O presidente da Câmara, vereador Leonardo Francisco Sampaio de Souza Filho (PSDB), o Leo, apresentou um anteprojeto de lei ao Executivo nesta semana que pretende instituir em Pirassununga uma Política Municipal de Resíduos Sólidos.
O anteprojeto em questão dispõe sobre os princípios, procedimentos e critérios referentes à geração, acondicionamento, armazenamento, coleta, transporte e destinação final dos resíduos sólidos gerados no município estabelecendo regras referentes ao gerenciamento integrado deles.
“Esse anteprojeto foi construído em parceria com os alunos do Sesi, visando a regulamentar a coleta de resíduos sólidos em nossa cidade, de forma a diminuir o impacto ambiental que o lixo depositado de forma incorreta causa à natureza, e é com grata satisfação que o indico ao prefeito para que estude sua implementação”, disse o vereador.

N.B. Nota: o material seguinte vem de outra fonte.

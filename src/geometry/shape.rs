use crate::error::{Result, ShapeError};
use crate::math::polygon_2d::{orientation, Orientation};
use crate::math::{Point2, Vector2};

/// Minimum number of vertices of a closed shape.
pub const MIN_VERTICES: usize = 4;

/// A control vertex of a closed Bezier shape.
///
/// Positions are normalized image coordinates in `[0, 1] × [0, 1]` with y
/// pointing down. Offsets are band half-widths relative to the smaller image
/// dimension.
#[derive(Debug, Clone, Copy, PartialEq)]
pub struct Vertex {
    /// The on-curve point.
    pub corner: Point2,
    /// Control handle of the segment arriving at this vertex.
    pub handle_in: Option<Point2>,
    /// Control handle of the segment leaving this vertex.
    pub handle_out: Option<Point2>,
    /// Band half-width at the end of the arriving segment.
    pub offset_in: f64,
    /// Band half-width at the start of the leaving segment.
    pub offset_out: f64,
    /// `true` when the handles are user-set and must not be smoothed.
    pub pinned: bool,
}

impl Vertex {
    /// Creates an auto-smoothed vertex with unset handles and no band.
    #[must_use]
    pub fn new(corner: Point2) -> Self {
        Self {
            corner,
            handle_in: None,
            handle_out: None,
            offset_in: 0.0,
            offset_out: 0.0,
            pinned: false,
        }
    }

    /// Creates a pinned vertex with explicit handles.
    #[must_use]
    pub fn pinned(corner: Point2, handle_in: Point2, handle_out: Point2) -> Self {
        Self {
            corner,
            handle_in: Some(handle_in),
            handle_out: Some(handle_out),
            offset_in: 0.0,
            offset_out: 0.0,
            pinned: true,
        }
    }

    /// Returns the vertex with both band half-widths set.
    #[must_use]
    pub fn with_offsets(mut self, offset_in: f64, offset_out: f64) -> Self {
        self.offset_in = offset_in;
        self.offset_out = offset_out;
        self
    }

    /// Incoming handle, falling back to the corner when unset.
    #[must_use]
    pub fn handle_in_or_corner(&self) -> Point2 {
        self.handle_in.unwrap_or(self.corner)
    }

    /// Outgoing handle, falling back to the corner when unset.
    #[must_use]
    pub fn handle_out_or_corner(&self) -> Point2 {
        self.handle_out.unwrap_or(self.corner)
    }
}

/// A closed shape: an ordered ring of vertices, the last connecting back to
/// the first.
#[derive(Debug, Clone, Default)]
pub struct Shape {
    vertices: Vec<Vertex>,
    source_offset: Option<Vector2>,
}

impl Shape {
    /// Creates a shape from its vertex ring.
    ///
    /// Any vertex count is accepted so editors can build shapes up
    /// incrementally; [`Shape::validate`] enforces the closed-shape minimum.
    #[must_use]
    pub fn new(vertices: Vec<Vertex>) -> Self {
        Self {
            vertices,
            source_offset: None,
        }
    }

    /// Returns the shape with a clone-source translation.
    #[must_use]
    pub fn with_source_offset(mut self, offset: Vector2) -> Self {
        self.source_offset = Some(offset);
        self
    }

    /// Places the clone source so that the first corner lands on `position`.
    pub fn set_source_position(&mut self, position: Point2) {
        self.source_offset = self.vertices.first().map(|v| position - v.corner);
    }

    /// Translation from the shape to its clone source, if any.
    #[must_use]
    pub fn source_offset(&self) -> Option<Vector2> {
        self.source_offset
    }

    /// Checks that the ring has enough vertices to form a closed shape.
    ///
    /// # Errors
    ///
    /// Returns `ShapeError::TooFewVertices` below [`MIN_VERTICES`].
    pub fn validate(&self) -> Result<()> {
        if self.vertices.len() < MIN_VERTICES {
            return Err(ShapeError::TooFewVertices {
                count: self.vertices.len(),
                min: MIN_VERTICES,
            }
            .into());
        }
        Ok(())
    }

    /// Number of vertices in the ring.
    #[must_use]
    pub fn len(&self) -> usize {
        self.vertices.len()
    }

    /// Returns `true` if the ring has no vertices.
    #[must_use]
    pub fn is_empty(&self) -> bool {
        self.vertices.is_empty()
    }

    /// The vertex ring in curve order.
    #[must_use]
    pub fn vertices(&self) -> &[Vertex] {
        &self.vertices
    }

    /// Mutable access to the vertices (positions and handles).
    pub fn vertices_mut(&mut self) -> &mut [Vertex] {
        &mut self.vertices
    }

    /// Vertex at a cyclic index; negative and overflowing indices wrap.
    ///
    /// # Panics
    ///
    /// Panics if the shape is empty.
    #[must_use]
    pub fn vertex_wrapped(&self, index: isize) -> &Vertex {
        &self.vertices[self.wrap(index)]
    }

    /// Maps a cyclic index into `0..len`.
    ///
    /// # Panics
    ///
    /// Panics if the shape is empty.
    #[must_use]
    #[allow(clippy::cast_possible_wrap, clippy::cast_sign_loss)]
    pub fn wrap(&self, index: isize) -> usize {
        let n = self.vertices.len() as isize;
        index.rem_euclid(n) as usize
    }

    /// Corner positions in curve order.
    #[must_use]
    pub fn corners(&self) -> Vec<Point2> {
        self.vertices.iter().map(|v| v.corner).collect()
    }

    /// Traversal direction, recomputed from the corners' shoelace area.
    #[must_use]
    pub fn orientation(&self) -> Orientation {
        orientation(&self.corners())
    }
}

/// Feather point for an outgoing handle: the handle rotated a quarter turn
/// about the corner, to the outside of the shape.
///
/// Works in orthonormal (pixel) space.
#[must_use]
pub fn handle_to_feather(corner: Point2, handle_out: Point2, orientation: Orientation) -> Point2 {
    let v = handle_out - corner;
    match orientation {
        Orientation::Clockwise => corner + Vector2::new(v.y, -v.x),
        Orientation::CounterClockwise => corner + Vector2::new(-v.y, v.x),
    }
}

/// Symmetric handles `(handle_in, handle_out)` whose outgoing handle maps
/// back to `feather` under [`handle_to_feather`].
#[must_use]
pub fn feather_to_handles(corner: Point2, feather: Point2, orientation: Orientation) -> (Point2, Point2) {
    let w = feather - corner;
    let forward = match orientation {
        Orientation::Clockwise => Vector2::new(-w.y, w.x),
        Orientation::CounterClockwise => Vector2::new(w.y, -w.x),
    };
    (corner - forward, corner + forward)
}
mod border;
mod boundary;
mod falloff;

pub use border::{BorderPolyline, Skip};
pub use boundary::BoundaryMarks;
pub use falloff::FalloffBand;

use crate::math::raster_2d::PixelPoint;
use crate::math::Point2;

/// An axis-aligned pixel rectangle in destination pixel space.
#[derive(Debug, Clone, Copy, PartialEq, Eq, Default)]
pub struct MaskRect {
    /// Left column.
    pub x: i64,
    /// Top row.
    pub y: i64,
    pub width: usize,
    pub height: usize,
}

impl MaskRect {
    /// Creates a rectangle from its top-left pixel and size.
    #[must_use]
    pub fn new(x: i64, y: i64, width: usize, height: usize) -> Self {
        Self { x, y, width, height }
    }

    /// Smallest rectangle holding every pixel touched by `points`, grown by
    /// `margin` pixels on each side. Returns `None` for an empty input.
    #[must_use]
    #[allow(clippy::cast_possible_truncation, clippy::cast_sign_loss)]
    pub fn bounding<I>(points: I, margin: i64) -> Option<Self>
    where
        I: IntoIterator<Item = Point2>,
    {
        let mut iter = points.into_iter().map(PixelPoint::containing);
        let first = iter.next()?;
        let (mut min, mut max) = (first, first);
        for p in iter {
            min.x = min.x.min(p.x);
            min.y = min.y.min(p.y);
            max.x = max.x.max(p.x);
            max.y = max.y.max(p.y);
        }
        let x = min.x - margin;
        let y = min.y - margin;
        Some(Self {
            x,
            y,
            width: (max.x + margin - x + 1) as usize,
            height: (max.y + margin - y + 1) as usize,
        })
    }

    /// Returns `true` if the pixel `(x, y)` lies inside the rectangle.
    #[must_use]
    #[allow(clippy::cast_possible_wrap)]
    pub fn contains(&self, x: i64, y: i64) -> bool {
        x >= self.x && y >= self.y && x < self.x + self.width as i64 && y < self.y + self.height as i64
    }

    /// Number of pixels covered.
    #[must_use]
    pub fn area(&self) -> usize {
        self.width * self.height
    }

    /// Row-major buffer index of pixel `(x, y)`, if inside.
    #[allow(clippy::cast_possible_truncation, clippy::cast_sign_loss)]
    pub(crate) fn index(&self, x: i64, y: i64) -> Option<usize> {
        self.contains(x, y)
            .then(|| (y - self.y) as usize * self.width + (x - self.x) as usize)
    }
}

/// A dense opacity buffer over a [`MaskRect`].
///
/// Values are in `[0, 1]`, stored row-major.
#[derive(Debug, Clone, PartialEq, Default)]
pub struct OpacityMask {
    pub rect: MaskRect,
    pub data: Vec<f32>,
}

impl OpacityMask {
    /// Creates a fully transparent mask.
    #[must_use]
    pub fn new(rect: MaskRect) -> Self {
        Self {
            rect,
            data: vec![0.0; rect.area()],
        }
    }

    /// Opacity at destination pixel `(x, y)`; zero outside the rectangle.
    #[must_use]
    pub fn value_at(&self, x: i64, y: i64) -> f32 {
        self.rect.index(x, y).map_or(0.0, |i| self.data[i])
    }

    /// The buffer row at destination row `y`, if inside the rectangle.
    #[must_use]
    pub fn row(&self, y: i64) -> Option<&[f32]> {
        let start = self.rect.index(self.rect.x, y)?;
        Some(&self.data[start..start + self.rect.width])
    }

    /// Raises the pixel to `value`, never lowering it.
    pub(crate) fn raise(&mut self, x: i64, y: i64, value: f32) {
        if let Some(i) = self.rect.index(x, y) {
            self.data[i] = self.data[i].max(value);
        }
    }
}
//! Full mask pipeline: sampling, distortion, loop removal and rasterization.

use tracing::{debug, warn};

use crate::error::{RasterError, Result};
use crate::geometry::Shape;
use crate::math::Point2;
use crate::operations::{FindSelfIntersections, IntersectionParams, OutlineSource, SampleShape, SamplingParams};
use crate::raster::{BorderPolyline, BoundaryMarks, FalloffBand, MaskRect, OpacityMask};

/// A geometric distortion applied by the host pipeline to sampled pixel
/// coordinates, in place. Returns `false` when the points cannot be mapped.
pub trait DistortTransform {
    fn distort(&self, points: &mut [Point2]) -> bool;
}

impl<F> DistortTransform for F
where
    F: Fn(&mut [Point2]) -> bool,
{
    fn distort(&self, points: &mut [Point2]) -> bool {
        self(points)
    }
}

/// The transform that leaves every point where it is.
#[derive(Debug, Clone, Copy, Default)]
pub struct Identity;

impl DistortTransform for Identity {
    fn distort(&self, _points: &mut [Point2]) -> bool {
        true
    }
}

/// Parameters of the whole mask pipeline.
#[derive(Debug, Clone, Copy)]
pub struct MaskParams {
    pub sampling: SamplingParams,
    pub intersections: IntersectionParams,
    /// Pixels added around the outline on every side of the mask rectangle.
    pub margin: i64,
}

impl Default for MaskParams {
    fn default() -> Self {
        Self {
            sampling: SamplingParams::default(),
            intersections: IntersectionParams::default(),
            margin: 2,
        }
    }
}

/// Rasterizes a shape and its feathered border into an opacity mask for a
/// `width × height` image.
///
/// Handles are used as they are; run
/// [`SmoothHandles`](crate::operations::SmoothHandles) first on shapes with
/// auto-smoothed vertices.
#[derive(Debug)]
pub struct CurveMask<'a> {
    shape: &'a Shape,
    width: u32,
    height: u32,
    source: OutlineSource,
    params: MaskParams,
}

/// Distorted outline ready for rasterization.
struct Outline {
    curve: Vec<Point2>,
    border: BorderPolyline,
}

impl<'a> CurveMask<'a> {
    #[must_use]
    pub fn new(shape: &'a Shape, width: u32, height: u32) -> Self {
        Self {
            shape,
            width,
            height,
            source: OutlineSource::Destination,
            params: MaskParams::default(),
        }
    }

    /// Selects the destination or clone-source outline.
    #[must_use]
    pub fn with_source(mut self, source: OutlineSource) -> Self {
        self.source = source;
        self
    }

    #[must_use]
    pub fn with_params(mut self, params: MaskParams) -> Self {
        self.params = params;
        self
    }

    /// Computes the opacity mask: 1 inside the shape, a linear ramp down to
    /// 0 across the border band, 0 elsewhere.
    ///
    /// # Errors
    ///
    /// - `ShapeError::TooFewVertices` if the shape is not a closed ring.
    /// - `RasterError::InvalidResolution` for a zero-sized image.
    /// - `RasterError::TransformRejected` if `transform` fails; no mask is
    ///   produced.
    #[tracing::instrument(skip_all, fields(width = self.width, height = self.height, source = ?self.source))]
    pub fn get_mask<T>(&self, transform: &T) -> Result<OpacityMask>
    where
        T: DistortTransform + ?Sized,
    {
        let outline = self.outline(self.source, transform)?;
        let Some(rect) = self.bounds(&outline) else {
            return Ok(OpacityMask::default());
        };

        let mut mask = BoundaryMarks::new(&outline.curve, rect).fill();
        FalloffBand::new(&outline.curve, &outline.border).draw(&mut mask);
        debug!(
            x = rect.x,
            y = rect.y,
            w = rect.width,
            h = rect.height,
            "computed opacity mask"
        );
        Ok(mask)
    }

    /// The rectangle [`CurveMask::get_mask`] would cover, without
    /// rasterizing.
    ///
    /// # Errors
    ///
    /// Same as [`CurveMask::get_mask`].
    #[tracing::instrument(skip_all, fields(width = self.width, height = self.height, source = ?self.source))]
    pub fn area<T>(&self, transform: &T) -> Result<MaskRect>
    where
        T: DistortTransform + ?Sized,
    {
        let outline = self.outline(self.source, transform)?;
        Ok(self.bounds(&outline).unwrap_or_default())
    }

    /// The rectangle covered by the clone-source outline.
    ///
    /// # Errors
    ///
    /// Same as [`CurveMask::get_mask`].
    #[tracing::instrument(skip_all, fields(width = self.width, height = self.height))]
    pub fn source_area<T>(&self, transform: &T) -> Result<MaskRect>
    where
        T: DistortTransform + ?Sized,
    {
        let outline = self.outline(OutlineSource::Source, transform)?;
        Ok(self.bounds(&outline).unwrap_or_default())
    }

    fn outline<T>(&self, source: OutlineSource, transform: &T) -> Result<Outline>
    where
        T: DistortTransform + ?Sized,
    {
        self.shape.validate()?;
        let sampled = SampleShape::new(self.shape, self.width, self.height)
            .with_source(source)
            .with_params(self.params.sampling)
            .execute()?;
        let mut curve = sampled.curve;
        let mut border = sampled.border;

        if !transform.distort(&mut curve) {
            warn!(points = curve.len(), "distortion rejected the curve samples");
            return Err(RasterError::TransformRejected { stage: "curve" }.into());
        }
        if !border.is_empty() && !transform.distort(&mut border) {
            warn!(points = border.len(), "distortion rejected the border samples");
            return Err(RasterError::TransformRejected { stage: "border" }.into());
        }

        let ranges = FindSelfIntersections::new(&border)
            .with_params(self.params.intersections)
            .execute();
        Ok(Outline {
            curve,
            border: BorderPolyline::new(border, &ranges),
        })
    }

    fn bounds(&self, outline: &Outline) -> Option<MaskRect> {
        let visible = outline.border.visible_points();
        MaskRect::bounding(
            outline.curve.iter().chain(&visible).copied(),
            self.params.margin,
        )
    }
}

Também como medida de preservação ao meio ambiente, Leo solicitou ao Executivo que estude a possibilidade de enviar à Câmara um projeto de lei para regulamentar o uso de madeira de corte no município.
“A prefeitura corta as árvores, e as árvores são destinadas ao pátio 2. O que está sendo feito com essa madeira?”, questionou o vereador, durante a última sessão (5) realizada na Câmara, prosseguindo: “Essa madeira que a prefeitura recolhe está sendo vendida, muitas vezes, de forma clandestina por alguns funcionários públicos, e esse dinheiro está tendo destino outro que não o público. Essa madeira tem que ser utilizada para fazer parquinho, ponte, piquete, por isso estamos pedindo um projeto para regularizar essa situação, fiscalizando e punindo quem está desviando a madeira”.
Crea – Em outra indicação, o presidente do Legislativo de Pirassununga sugeriu à administração que faça uma parceria com o Crea (Conselho Regional de Engenharia e Agronomia), com o objetivo de fornecer gratuitamente projetos que regularizem a construção, no município, de casas populares que passaram por reformas ou aumento da área construída.
“Muitas famílias tiveram que aumentar a metragem de suas construções em razão do número de pessoas que vive na casa e, como elas já haviam sido classificadas, para a aquisição do imóvel, como sendo de baixa renda, acabam não tendo condições de arcar com o pagamento de um profissional para a confecção do projeto”, explicou Leo, que fez ainda uma indicação ao prefeito Ademir Lindo pedindo que, em contato com o setor responsável do Governo do Estado, solicite que os onze computadores do Programa Acessa São Paulo da Vila Guilhermina que foram substituídos há dois anos e hoje estão sem uso sejam doados à administração. “As máquinas poderiam ser usadas nas atividades da prefeitura, uma vez que há alguns setores que utilizam computadores ainda mais antigos”, apontou.